О них я знаю немного. Только то, что лорды эти верные гончие кобринского императора Надёна II. И семеро их, будто глаз у свирепого подземного пса, лежащего у ног властелина смертей Алланея. А Ларре будет льстиво и лживо им кланяться всем, подгибая низко, до пола колени. Хоть и в нем самом течет родовитая, благородная кровь.

Он же рассказывать мне продолжает:

— Будет там Вингель Альвель, которому верно служу я. Умелый воин, не жалующий чванливости, льстивости. Эйрих Донвель посетит поместье еще, чьи хитрость и лютое коварство могут запросто тебя погубить. А оба ведь любого колдовства на дух не переносят. Возможно, прибудет и кто-то из рода Валлийских. И разуется, чета Сетлендских, что устраивают этот прием. Особливо опасайся их.
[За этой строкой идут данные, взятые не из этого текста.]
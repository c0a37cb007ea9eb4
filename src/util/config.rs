//! Tool chain declaration files.
//!
//! Shipwright reads tool chains from two locations:
//! - Global: `~/.shipwright/toolchains.toml` - User-wide tool chains
//! - Project: `.shipwright/toolchains.toml` - Project-specific tool chains
//!
//! A project tool chain replaces a global tool chain with the same name.
//! A missing file declares nothing; a file that cannot be read or parsed
//! is an error.

use std::collections::BTreeMap;
use std::path::{Path, PathBuf};
use std::sync::Arc;

use anyhow::{bail, Context, Result};
use serde::{Deserialize, Serialize};
use thiserror::Error;

use crate::core::os::OperatingSystem;
use crate::core::path::BaseDirResolver;
use crate::toolchain::{
    kind_for_name, GccCompatible, NativeToolChain, PlatformToolChain, ToolChainRegistry,
    ToolConfiguration, ToolKind,
};

/// A tool chain config file that exists but cannot be used.
#[derive(Debug, Error)]
pub enum ConfigError {
    #[error("failed to read tool chain config: {}", path.display())]
    Read {
        path: PathBuf,
        #[source]
        source: std::io::Error,
    },

    #[error("failed to parse tool chain config: {}", path.display())]
    Parse {
        path: PathBuf,
        #[source]
        source: toml::de::Error,
    },
}

impl ConfigError {
    /// The offending config file.
    pub fn path(&self) -> &Path {
        match self {
            ConfigError::Read { path, .. } | ConfigError::Parse { path, .. } => path,
        }
    }
}

/// Contents of a `toolchains.toml` file.
#[derive(Debug, Clone, Default, PartialEq, Serialize, Deserialize)]
#[serde(default)]
pub struct ToolChainsConfig {
    /// Declared tool chains, in file order
    pub toolchain: Vec<ToolChainDecl>,
}

/// One `[[toolchain]]` table.
#[derive(Debug, Clone, Default, PartialEq, Serialize, Deserialize)]
#[serde(rename_all = "kebab-case")]
pub struct ToolChainDecl {
    /// Unique tool chain name
    pub name: String,

    /// Tool chain kind (gcc, clang, visual-cpp, swiftc)
    pub kind: String,

    /// Target operating system; the host when omitted
    #[serde(default, skip_serializing_if = "Option::is_none")]
    pub os: Option<String>,

    /// Search path entries, relative to the project root
    #[serde(default, skip_serializing_if = "Vec::is_empty")]
    pub path: Vec<PathBuf>,

    /// Supported platforms; every platform when empty
    #[serde(default, skip_serializing_if = "Vec::is_empty")]
    pub targets: Vec<String>,

    /// Tool overrides keyed by tool kind (e.g. `c-compiler`)
    #[serde(default, skip_serializing_if = "BTreeMap::is_empty")]
    pub tools: BTreeMap<String, ToolDecl>,

    /// Per-platform configuration, applied in order
    #[serde(default, skip_serializing_if = "Vec::is_empty")]
    pub platform: Vec<PlatformDecl>,
}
Таррум прерывается, и после паузы недолгой мне говорит:

— Кузины моей след потеряли давно уж. Когда дядя погиб мой… Будут спрашивать, скажешь, в поместье на западе Кобрина тебя я поселил, пока неспокойным было то время. Вот переждали, и позволенье мое в свет выйти ты «получила». Назовешься ты Лилианой.

— Хорошо, норт, — покорно ему отвечаю.

Он с подозрением щурит свои серые, темные глаза и придирчиво оглядывая мой человеческий облик. Его внимательный взгляд, словно омут глубокий, легко утягивает меня.
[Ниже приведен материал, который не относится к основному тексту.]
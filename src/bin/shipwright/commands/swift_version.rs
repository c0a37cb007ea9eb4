//! `shipwright swift-version` command

use anyhow::Result;

use crate::cli::SwiftVersionArgs;
use shipwright::core::swift::SwiftVersion;

pub fn execute(args: SwiftVersionArgs) -> Result<()> {
    let version = SwiftVersion::parse_lenient(&args.version);
    if version == SwiftVersion::Unknown {
        tracing::debug!("`{}` is not a known Swift language version", args.version);
    }
    println!("{}", version);
    Ok(())
}
//! Swift compiler tool chain kind.

use super::tool::{ToolConfiguration, ToolKind};
use super::ToolChainKind;

/// The `swiftc` tool chain; swiftc also drives linking.
#[derive(Debug, Clone, Default)]
pub struct Swiftc;

impl Swiftc {
    /// Create the Swift compiler kind.
    pub fn new() -> Self {
        Swiftc
    }
}

impl ToolChainKind for Swiftc {
    fn type_name(&self) -> &str {
        "Swift Compiler"
    }

    fn default_tools(&self) -> Vec<ToolConfiguration> {
        vec![
            ToolConfiguration::new(ToolKind::SwiftCompiler, "swiftc"),
            ToolConfiguration::new(ToolKind::Linker, "swiftc"),
        ]
    }
}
— Похожа на человека? — хмурюсь. Его волнение перед вечером, нам предстоящим, пристает ко мне, будто цепкий, колючий репей.

А Ларре вдруг растягивает губы в улыбке:

— Вполне, — говорит, точно не замечая мной завладевшей нервозности, и затем добавляет с хитрецой в своих глазах, обычно суровых. — Ты думай не о том, что лорды зверя в тебе почуют.

— А о чем же тогда? — недоуменно я спрашиваю его.

Он внезапно смеется:

— Да того, что вышивать ты не мастерица и со сребристыми пяльцами обращаться не умеешь.

Его забавляет мое тревожно ошарашенное лицо.

Мы спускаемся вниз, по ступенькам. И иду я медленно, с трудом волоча ноги, путающиеся в длинных и пышных юбках. А каждый вдох в тесном и узком ужасном корсете дается мне мучительно, тяжело. Мои ребра ноют от стягивающего их китового уса, словно от недавних жестоких побоев.

Спустя время, прошедшее медленно, впервые выхожу я из клетки — поместья. Вдыхаю городской воздух, грязный и влажный, и вдруг оседаю.

Мутнеет у меня все пред глазами. Кто-то, не вижу, но чую, что Ларре, легко подхватывает меня, не дает моему человечьему телу упасть на холодную, жесткую землю, замарать дорогое красивое платье.

Открываю глаза, ощутив душок мерзкого духа. Сама нос ворочу, но вонючую вату, подобную маленькому снежку, убирать не спешат.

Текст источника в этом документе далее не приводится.